Whenever a line in the entries below includes the string "root", count that line. Report the total alone.
──────── SUPPLIED MATERIAL ────────
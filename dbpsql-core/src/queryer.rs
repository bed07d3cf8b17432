//! The query capability shared by the pool and open transactions
//!
//! Helpers in [`crate::executor`] accept any `Queryer`, so the same code runs
//! standalone against the pool or inside a [`crate::UnitOfWork`].

use async_trait::async_trait;
use sqlx::postgres::{PgQueryResult, PgRow};
use sqlx::{PgPool, Postgres, Transaction};

use crate::named::Statement;

/// Something that can run a compiled named-parameter statement.
#[async_trait]
pub trait Queryer: Send {
    /// Run the statement and collect every row.
    async fn fetch_all(&mut self, statement: &Statement) -> Result<Vec<PgRow>, sqlx::Error>;

    /// Run the statement and return exactly one row, or `RowNotFound`.
    async fn fetch_one(&mut self, statement: &Statement) -> Result<PgRow, sqlx::Error>;

    /// Run the statement for its side effects.
    async fn execute(&mut self, statement: &Statement) -> Result<PgQueryResult, sqlx::Error>;
}

#[async_trait]
impl Queryer for PgPool {
    async fn fetch_all(&mut self, statement: &Statement) -> Result<Vec<PgRow>, sqlx::Error> {
        statement.query().fetch_all(&*self).await
    }

    async fn fetch_one(&mut self, statement: &Statement) -> Result<PgRow, sqlx::Error> {
        statement.query().fetch_one(&*self).await
    }

    async fn execute(&mut self, statement: &Statement) -> Result<PgQueryResult, sqlx::Error> {
        statement.query().execute(&*self).await
    }
}

#[async_trait]
impl Queryer for Transaction<'static, Postgres> {
    async fn fetch_all(&mut self, statement: &Statement) -> Result<Vec<PgRow>, sqlx::Error> {
        statement.query().fetch_all(&mut **self).await
    }

    async fn fetch_one(&mut self, statement: &Statement) -> Result<PgRow, sqlx::Error> {
        statement.query().fetch_one(&mut **self).await
    }

    async fn execute(&mut self, statement: &Statement) -> Result<PgQueryResult, sqlx::Error> {
        statement.query().execute(&mut **self).await
    }
}
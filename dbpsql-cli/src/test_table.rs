//! Queries over the example `test_table`

use dbpsql_core::executor::{delete, ensure_absent, insert, select_many, select_one, update};
use dbpsql_core::{Database, DbError, Params, Queryer};
use serde::Serialize;
use sqlx::FromRow;

const SELECT_ALL: &str = r#"select t.id, t.name
    from public."test_table" t
    order by t.id"#;

const SELECT_BY_ID: &str = r#"select t.id, t.name
    from public."test_table" t
    where t.id = :idTestTable"#;

const EXISTS_BY_ID: &str = r#"select 1
    from public."test_table" t
    where t.id = :idTestTable"#;

const EXISTS_BY_NAME: &str = r#"select 1
    from public."test_table" t
    where t.name = :name"#;

const INSERT: &str = r#"insert into public."test_table" (name)
    values (:name)
    returning id"#;

const RENAME: &str = r#"update public."test_table"
    set name = :name
    where id = :idTestTable"#;

const DELETE: &str = r#"delete from public."test_table"
    where id = :idTestTable"#;

#[derive(Debug, Clone, PartialEq, Eq, Serialize, FromRow)]
pub struct TestTable {
    pub id: i64,
    pub name: String,
}

fn by_id(id: i64) -> Params {
    Params::new().with("idTestTable", id)
}

/// Every row, ordered by id.
pub async fn list<Q: Queryer + ?Sized>(queryer: &mut Q) -> Result<Vec<TestTable>, DbError> {
    select_many(queryer, SELECT_ALL, &Params::new()).await
}

pub async fn get<Q: Queryer + ?Sized>(queryer: &mut Q, id: i64) -> Result<TestTable, DbError> {
    select_one(queryer, SELECT_BY_ID, &by_id(id)).await
}

/// `Err(AlreadyExists)` when a row with `id` is present.
pub async fn ensure_id_free<Q: Queryer + ?Sized>(queryer: &mut Q, id: i64) -> Result<(), DbError> {
    ensure_absent(queryer, EXISTS_BY_ID, &by_id(id)).await
}

/// Insert a row with a name not yet taken, atomically.
pub async fn add(db: &Database, name: &str) -> Result<i64, DbError> {
    let params = Params::new().with("name", name);
    let mut uow = db.unit_of_work();

    uow.run(move |uow| {
        Box::pin(async move {
            ensure_absent(uow.queryer(), EXISTS_BY_NAME, &params).await?;
            insert(uow.queryer(), INSERT, &params).await
        })
    })
    .await
}

pub async fn rename<Q: Queryer + ?Sized>(
    queryer: &mut Q,
    id: i64,
    name: &str,
) -> Result<(), DbError> {
    update(queryer, RENAME, &by_id(id).with("name", name)).await
}

pub async fn remove<Q: Queryer + ?Sized>(queryer: &mut Q, id: i64) -> Result<(), DbError> {
    delete(queryer, DELETE, &by_id(id)).await
}

#[cfg(test)]
mod tests {
    use super::*;
    use dbpsql_core::Statement;

    #[test]
    fn templates_compile_with_repo_params() {
        let cases = [
            (SELECT_ALL, Params::new()),
            (SELECT_BY_ID, by_id(1)),
            (EXISTS_BY_ID, by_id(1)),
            (EXISTS_BY_NAME, Params::new().with("name", "Igor")),
            (INSERT, Params::new().with("name", "Igor")),
            (RENAME, by_id(1).with("name", "Igor")),
            (DELETE, by_id(1)),
        ];

        for (template, params) in cases {
            let stmt = Statement::compile(template, &params)
                .unwrap_or_else(|err| panic!("{template}: {err}"));
            assert!(!stmt.sql().contains(":idTestTable"));
            assert!(!stmt.sql().contains(":name"));
        }
    }

    #[test]
    fn rename_binds_id_then_name_in_template_order() {
        let stmt = Statement::compile(RENAME, &by_id(7).with("name", "Igor")).unwrap();
        assert!(stmt.sql().contains("set name = $1"));
        assert!(stmt.sql().contains("where id = $2"));
    }
}
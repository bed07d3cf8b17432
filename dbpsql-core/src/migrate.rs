//! Schema migrations
//!
//! Scripts are sqlx reversible migrations: `NNNN_name.up.sql` and
//! `NNNN_name.down.sql`, applied in version order.

use std::path::Path;

use sqlx::migrate::Migrator;
use sqlx::postgres::PgPoolOptions;
use tracing::info;

use crate::error::{DbError, Result};

/// The workspace's own migrations, embedded at compile time.
pub static MIGRATOR: Migrator = sqlx::migrate!("../migrations");

/// Apply every pending migration found in `dir` to the database at `dsn`.
///
/// Uses a dedicated single-connection pool that is closed afterwards.
pub async fn apply_migrations(dsn: &str, dir: impl AsRef<Path>) -> Result<()> {
    let dir = dir.as_ref();
    info!(path = %dir.display(), "loading migrations");

    let migrator = Migrator::new(dir.to_path_buf()).await?;
    let pool = PgPoolOptions::new()
        .max_connections(1)
        .connect(dsn)
        .await
        .map_err(|err| DbError::from_sqlx("failed to open migration connection", err))?;

    let result = migrator.run(&pool).await;
    pool.close().await;
    result?;

    info!(
        path = %dir.display(),
        known = migrator.iter().count(),
        "migrations up to date"
    );
    Ok(())
}
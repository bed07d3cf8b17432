/// Structured error types for dbpsql-core.
///
/// Every query helper classifies driver outcomes into [`DbError`]. Callers
/// branch on [`DbError::kind`] instead of comparing error values, and the
/// binary crate wraps these in `anyhow` for reporting.
use thiserror::Error;

/// Discriminant of a [`DbError`], cheap to copy and match on.
#[derive(Debug, Clone, Copy, PartialEq, Eq, Hash)]
pub enum ErrorKind {
    NotFound,
    AlreadyExists,
    NotUpdated,
    Internal,
    InvalidParams,
    AccessDenied,
    NotAuthorized,
    /// The pool could not be established within the retry budget.
    Connection,
}

/// Main error type for dbpsql-core operations
#[derive(Error, Debug)]
pub enum DbError {
    /// The query matched no rows, or a delete touched nothing
    #[error("data not found")]
    NotFound,

    /// An existence check found a matching row
    #[error("data already exists")]
    AlreadyExists,

    /// An update returning ids produced none
    #[error("no record to update")]
    NotUpdated,

    /// Driver failure or a write that silently changed nothing
    #[error("internal error: {reason}")]
    Internal {
        reason: String,
        #[source]
        source: Option<sqlx::Error>,
    },

    /// Template placeholders could not be satisfied by the given parameters
    #[error("invalid parameters: {reason}")]
    InvalidParams { reason: String },

    #[error("access denied")]
    AccessDenied,

    #[error("not authorized")]
    NotAuthorized,

    /// Connection retries exhausted
    #[error("failed to connect to database after {attempts} attempts: {source}")]
    Connection {
        attempts: u32,
        #[source]
        source: sqlx::Error,
    },

    /// Loading or applying migrations failed
    #[error("migration failed: {source}")]
    Migration {
        #[from]
        source: sqlx::migrate::MigrateError,
    },
}

/// Result type alias for dbpsql-core operations
pub type Result<T> = std::result::Result<T, DbError>;

impl DbError {
    /// Create an internal error without a driver source
    pub fn internal(reason: impl Into<String>) -> Self {
        Self::Internal {
            reason: reason.into(),
            source: None,
        }
    }

    /// Create an invalid parameters error
    pub fn invalid_params(reason: impl Into<String>) -> Self {
        Self::InvalidParams {
            reason: reason.into(),
        }
    }

    /// Classify a driver error.
    ///
    /// `RowNotFound` becomes [`DbError::NotFound`]; anything else is wrapped
    /// as [`DbError::Internal`] with `context` as the reason.
    pub fn from_sqlx(context: impl Into<String>, source: sqlx::Error) -> Self {
        match source {
            sqlx::Error::RowNotFound => Self::NotFound,
            source => Self::Internal {
                reason: context.into(),
                source: Some(source),
            },
        }
    }

    pub fn kind(&self) -> ErrorKind {
        match self {
            Self::NotFound => ErrorKind::NotFound,
            Self::AlreadyExists => ErrorKind::AlreadyExists,
            Self::NotUpdated => ErrorKind::NotUpdated,
            Self::Internal { .. } | Self::Migration { .. } => ErrorKind::Internal,
            Self::InvalidParams { .. } => ErrorKind::InvalidParams,
            Self::AccessDenied => ErrorKind::AccessDenied,
            Self::NotAuthorized => ErrorKind::NotAuthorized,
            Self::Connection { .. } => ErrorKind::Connection,
        }
    }

    pub fn is_not_found(&self) -> bool {
        self.kind() == ErrorKind::NotFound
    }

    pub fn is_already_exists(&self) -> bool {
        self.kind() == ErrorKind::AlreadyExists
    }
}

#[cfg(test)]
mod tests {
    use super::*;
    use std::error::Error as _;

    #[test]
    fn test_error_display() {
        assert_eq!(DbError::NotFound.to_string(), "data not found");
        assert_eq!(DbError::AlreadyExists.to_string(), "data already exists");

        let err = DbError::internal("record was not inserted");
        assert_eq!(err.to_string(), "internal error: record was not inserted");

        let err = DbError::invalid_params("missing parameter 'id'");
        assert!(err.to_string().contains("missing parameter 'id'"));
    }

    #[test]
    fn test_row_not_found_maps_to_not_found() {
        let err = DbError::from_sqlx("select one", sqlx::Error::RowNotFound);
        assert!(matches!(err, DbError::NotFound));
        assert!(err.is_not_found());
    }

    #[test]
    fn test_other_driver_errors_map_to_internal() {
        let err = DbError::from_sqlx("select many", sqlx::Error::PoolTimedOut);
        assert_eq!(err.kind(), ErrorKind::Internal);
        assert!(err.to_string().contains("select many"));
        assert!(err.source().is_some());
    }

    #[test]
    fn test_kind_discriminants() {
        let cases = [
            (DbError::NotFound, ErrorKind::NotFound),
            (DbError::AlreadyExists, ErrorKind::AlreadyExists),
            (DbError::NotUpdated, ErrorKind::NotUpdated),
            (DbError::internal("x"), ErrorKind::Internal),
            (DbError::invalid_params("x"), ErrorKind::InvalidParams),
            (DbError::AccessDenied, ErrorKind::AccessDenied),
            (DbError::NotAuthorized, ErrorKind::NotAuthorized),
            (
                DbError::Connection {
                    attempts: 3,
                    source: sqlx::Error::PoolClosed,
                },
                ErrorKind::Connection,
            ),
        ];

        for (err, kind) in cases {
            assert_eq!(err.kind(), kind, "{err}");
        }
    }

    #[test]
    fn test_connection_error_reports_attempts() {
        let err = DbError::Connection {
            attempts: 50,
            source: sqlx::Error::PoolTimedOut,
        };
        assert!(err.to_string().contains("after 50 attempts"));
    }
}
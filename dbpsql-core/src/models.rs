//! Small row shapes reused across queries

use serde::{Deserialize, Serialize};
use sqlx::FromRow;

/// A row carrying only an `id` column, as returned by `RETURNING id`.
#[derive(Debug, Clone, Copy, PartialEq, Eq, Serialize, Deserialize, FromRow)]
pub struct OnlyId {
    pub id: i64,
}

/// A generic key/value pair row.
#[derive(Debug, Clone, PartialEq, Eq, Serialize, Deserialize, FromRow)]
pub struct KeyAndValue {
    pub key: String,
    pub value: String,
}
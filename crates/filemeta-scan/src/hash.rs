//! Streaming SHA-224 content hashing.

use std::fs::File;
use std::io::{self, Read};
use std::path::Path;

use sha2::{Digest, Sha224};

use filemeta_core::{ContentHash, DIGEST_LEN};

const BUFFER_SIZE: usize = 64 * 1024;

/// Hash the full content of a file without loading it into memory.
pub fn hash_file(path: &Path) -> io::Result<ContentHash> {
    let file = File::open(path)?;
    hash_reader(file)
}

/// Hash everything readable from `reader`.
pub fn hash_reader<R: Read>(mut reader: R) -> io::Result<ContentHash> {
    let mut hasher = Sha224::new();
    let mut buffer = vec![0u8; BUFFER_SIZE];

    loop {
        let bytes_read = match reader.read(&mut buffer) {
            Ok(0) => break,
            Ok(n) => n,
            Err(e) if e.kind() == io::ErrorKind::Interrupted => continue,
            Err(e) => return Err(e),
        };
        hasher.update(&buffer[..bytes_read]);
    }

    let mut bytes = [0u8; DIGEST_LEN];
    bytes.copy_from_slice(&hasher.finalize());
    Ok(ContentHash::new(bytes))
}
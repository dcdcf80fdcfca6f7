//! Change detection against a high-water mark.

use filemeta_core::FileTimes;

/// Decide whether an entry passes the change filter and fold its
/// timestamps into the running high-water mark.
///
/// The mark always advances, whether or not the entry passes. Access time
/// counts toward the mark but never makes an entry pass.
pub fn evaluate(times: &FileTimes, running: i64, must_be_later_than: Option<i64>) -> (bool, i64) {
    let updated = running.max(times.latest());
    let passes = match must_be_later_than {
        None => true,
        Some(threshold) => times.latest_change() > threshold,
    };
    (passes, updated)
}

/// Running change state for one scan.
#[derive(Debug, Clone, Copy)]
pub struct ChangeTracker {
    must_be_later_than: Option<i64>,
    high_water_mark: i64,
}

impl ChangeTracker {
    /// Start from the previous high-water mark.
    ///
    /// `must_be_later_than` stays fixed for the whole scan; `None` lets
    /// every entry through.
    pub fn new(previous: i64, must_be_later_than: Option<i64>) -> Self {
        Self {
            must_be_later_than,
            high_water_mark: previous,
        }
    }

    /// Evaluate one entry and advance the mark.
    pub fn evaluate(&mut self, times: &FileTimes) -> bool {
        let (passes, updated) = evaluate(times, self.high_water_mark, self.must_be_later_than);
        self.high_water_mark = updated;
        passes
    }

    /// Latest timestamp observed so far.
    pub fn high_water_mark(&self) -> i64 {
        self.high_water_mark
    }

    /// The fixed threshold, if filtering.
    pub fn must_be_later_than(&self) -> Option<i64> {
        self.must_be_later_than
    }
}

#[cfg(test)]
mod tests {
    use super::*;

    #[test]
    fn test_unfiltered_passes_everything() {
        let (passes, mark) = evaluate(&FileTimes::new(1, 2, 3), 10, None);
        assert!(passes);
        assert_eq!(mark, 10);
    }

    #[test]
    fn test_modification_passes() {
        let (passes, mark) = evaluate(&FileTimes::new(100, 150, 90), 100, Some(100));
        assert!(passes);
        assert_eq!(mark, 150);
    }

    #[test]
    fn test_change_time_passes() {
        let (passes, _) = evaluate(&FileTimes::new(50, 50, 101), 100, Some(100));
        assert!(passes);
    }

    #[test]
    fn test_equal_timestamp_does_not_pass() {
        let (passes, _) = evaluate(&FileTimes::new(100, 100, 100), 100, Some(100));
        assert!(!passes);
    }

    #[test]
    fn test_access_only_moves_mark_but_not_filter() {
        let mut tracker = ChangeTracker::new(100, Some(100));
        assert!(!tracker.evaluate(&FileTimes::new(500, 90, 90)));
        assert_eq!(tracker.high_water_mark(), 500);
    }

    #[test]
    fn test_threshold_is_fixed_while_mark_advances() {
        let mut tracker = ChangeTracker::new(100, Some(100));
        assert!(tracker.evaluate(&FileTimes::new(0, 300, 0)));
        assert_eq!(tracker.high_water_mark(), 300);

        // Still compared against 100, not 300.
        assert!(tracker.evaluate(&FileTimes::new(0, 200, 0)));
        assert_eq!(tracker.high_water_mark(), 300);
        assert_eq!(tracker.must_be_later_than(), Some(100));
    }

    #[test]
    fn test_mark_never_decreases() {
        let mut tracker = ChangeTracker::new(1_000, None);
        tracker.evaluate(&FileTimes::new(1, 2, 3));
        assert_eq!(tracker.high_water_mark(), 1_000);
    }
}
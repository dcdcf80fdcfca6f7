//! Platform ownership and ACL providers.
//!
//! The provider is chosen once per scanner from the platform the binary
//! was built for. Platforms with no provider simply produce records
//! without ACL data.

use std::fs::Metadata;
use std::path::Path;

use filemeta_core::{AclRecord, ScanError};

#[cfg(unix)]
mod posix;
#[cfg(windows)]
mod windows;

#[cfg(unix)]
pub use self::posix::PosixAclProvider;
#[cfg(windows)]
pub use self::windows::WindowsAclProvider;

/// ACL capability of the running platform.
#[derive(Debug, Clone, Copy, PartialEq, Eq)]
pub enum AclPlatform {
    /// Owner, group and mode bits from stat.
    Posix,
    /// Security descriptors with a discretionary ACL.
    Windows,
    /// No ACL support.
    Unsupported,
}

impl AclPlatform {
    /// Detect the platform capability.
    pub fn detect() -> Self {
        if cfg!(windows) {
            AclPlatform::Windows
        } else if cfg!(unix) {
            AclPlatform::Posix
        } else {
            AclPlatform::Unsupported
        }
    }

    /// Build the provider for this platform, if there is one.
    pub fn provider(self) -> Option<Box<dyn AclProvider>> {
        match self {
            #[cfg(unix)]
            AclPlatform::Posix => Some(Box::new(PosixAclProvider::new())),
            #[cfg(windows)]
            AclPlatform::Windows => Some(Box::new(WindowsAclProvider::new())),
            _ => None,
        }
    }
}

/// Reads ownership and access-control data for one path.
pub trait AclProvider: Send + Sync {
    /// The platform this provider reads.
    fn platform(&self) -> AclPlatform;

    /// Read ACL data. `metadata` has already been read with links followed.
    fn read_acl(&self, path: &Path, metadata: &Metadata) -> Result<AclRecord, ScanError>;
}

/// Provider for the running platform.
pub fn detect_provider() -> Option<Box<dyn AclProvider>> {
    AclPlatform::detect().provider()
}
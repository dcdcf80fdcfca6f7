//! Error and warning types for metadata scanning.

use std::path::{Path, PathBuf};

use serde::{Deserialize, Serialize};
use thiserror::Error;

/// Errors produced by filemeta.
///
/// Configuration variants are surfaced before a scan begins. Path variants
/// describe a single entry; the scanner recovers from them locally and
/// turns them into [`ScanWarning`]s.
#[derive(Debug, Error)]
pub enum ScanError {
    /// Permission denied for a path.
    #[error("Permission denied: {path}")]
    PermissionDenied { path: PathBuf },

    /// Path not found (missing, vanished, or a dangling link).
    #[error("Path not found: {path}")]
    NotFound { path: PathBuf },

    /// Generic I/O error.
    #[error("I/O error at {path}: {source}")]
    Io {
        path: PathBuf,
        #[source]
        source: std::io::Error,
    },

    /// Invalid configuration.
    #[error("Invalid configuration: {message}")]
    InvalidConfig { message: String },

    /// A data size string could not be parsed.
    #[error("The value '{value}' is not a valid size of data: {reason}")]
    InvalidSize { value: String, reason: String },

    /// A duration string could not be parsed.
    #[error("The value '{value}' is not a valid duration: {reason}")]
    InvalidDuration { value: String, reason: String },

    /// The name filter is not a valid wildcard pattern.
    #[error("Invalid name filter '{pattern}': {message}")]
    InvalidFilter { pattern: String, message: String },

    /// ACL data could not be read.
    #[error("Unable to read ACL data for {path}: {message}")]
    Acl { path: PathBuf, message: String },

    /// Checkpoint could not be persisted.
    #[error("Unable to save checkpoint at {path}: {source}")]
    Checkpoint {
        path: PathBuf,
        #[source]
        source: std::io::Error,
    },

    /// Serialization failure while writing output.
    #[error("Serialization failed: {0}")]
    Serialize(#[from] serde_json::Error),
}

impl ScanError {
    /// Create an I/O error with path context.
    pub fn io(path: impl Into<PathBuf>, source: std::io::Error) -> Self {
        let path = path.into();
        match source.kind() {
            std::io::ErrorKind::PermissionDenied => Self::PermissionDenied { path },
            std::io::ErrorKind::NotFound => Self::NotFound { path },
            _ => Self::Io { path, source },
        }
    }

    /// Create an invalid configuration error.
    pub fn invalid_config(message: impl Into<String>) -> Self {
        Self::InvalidConfig {
            message: message.into(),
        }
    }

    /// Whether this error describes a single inaccessible entry.
    pub fn is_access_error(&self) -> bool {
        matches!(
            self,
            Self::PermissionDenied { .. } | Self::NotFound { .. } | Self::Io { .. }
        )
    }
}

/// Kind of scan warning.
#[derive(Debug, Clone, Copy, PartialEq, Eq, Serialize, Deserialize)]
pub enum WarningKind {
    /// Permission was denied.
    PermissionDenied,
    /// Symbolic link target does not exist.
    BrokenSymlink,
    /// Error reading a directory during the walk.
    ReadError,
    /// Error reading metadata.
    MetadataError,
    /// Directory children could not be listed for counting.
    ListingError,
    /// Content hash could not be computed.
    HashError,
    /// Ownership or ACL data could not be read.
    AclError,
}

/// Non-fatal warning encountered during scan.
#[derive(Debug, Clone, Serialize, Deserialize)]
pub struct ScanWarning {
    /// Path where the warning occurred.
    pub path: PathBuf,
    /// Human-readable message.
    pub message: String,
    /// Kind of warning.
    pub kind: WarningKind,
}

impl ScanWarning {
    /// Create a new scan warning.
    pub fn new(path: impl Into<PathBuf>, message: impl Into<String>, kind: WarningKind) -> Self {
        Self {
            path: path.into(),
            message: message.into(),
            kind,
        }
    }

    /// The scan root could not be stat'ed; the scan produced nothing.
    pub fn root_unavailable(root: impl Into<PathBuf>, error: &std::io::Error) -> Self {
        Self::new(
            root,
            format!("Scan root unavailable: {error}"),
            WarningKind::MetadataError,
        )
    }

    /// The walker failed to descend into or read an entry.
    pub fn walk_failed(path: impl Into<PathBuf>, error: impl std::fmt::Display) -> Self {
        Self::new(path, error.to_string(), WarningKind::ReadError)
    }

    /// A directory was found but its children could not be listed.
    pub fn listing_failed(path: impl Into<PathBuf>, error: &std::io::Error) -> Self {
        Self::new(
            path,
            format!("Unable to list directory: {error}"),
            WarningKind::ListingError,
        )
    }

    /// A file qualified for hashing but its content could not be read.
    pub fn hash_failed(path: impl Into<PathBuf>, error: &std::io::Error) -> Self {
        Self::new(
            path,
            format!("Unable to hash file: {error}"),
            WarningKind::HashError,
        )
    }

    pub fn acl_failed(path: impl Into<PathBuf>, error: &ScanError) -> Self {
        Self::new(path, error.to_string(), WarningKind::AclError)
    }

    /// Symlink whose target does not exist.
    pub fn broken_symlink(link: impl Into<PathBuf>, target: &Path) -> Self {
        let link = link.into();
        Self {
            message: format!("Broken symlink: {} -> {}", link.display(), target.display()),
            path: link,
            kind: WarningKind::BrokenSymlink,
        }
    }

    /// Warning for an entry skipped because its record could not be built.
    pub fn skipped(error: &ScanError) -> Self {
        let kind = match error {
            ScanError::PermissionDenied { .. } => WarningKind::PermissionDenied,
            ScanError::Acl { .. } => WarningKind::AclError,
            _ => WarningKind::MetadataError,
        };
        let path = match error {
            ScanError::PermissionDenied { path }
            | ScanError::NotFound { path }
            | ScanError::Io { path, .. }
            | ScanError::Acl { path, .. } => path.clone(),
            _ => PathBuf::new(),
        };
        Self::new(path, error.to_string(), kind)
    }
}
────────
§ **REPLY**: 4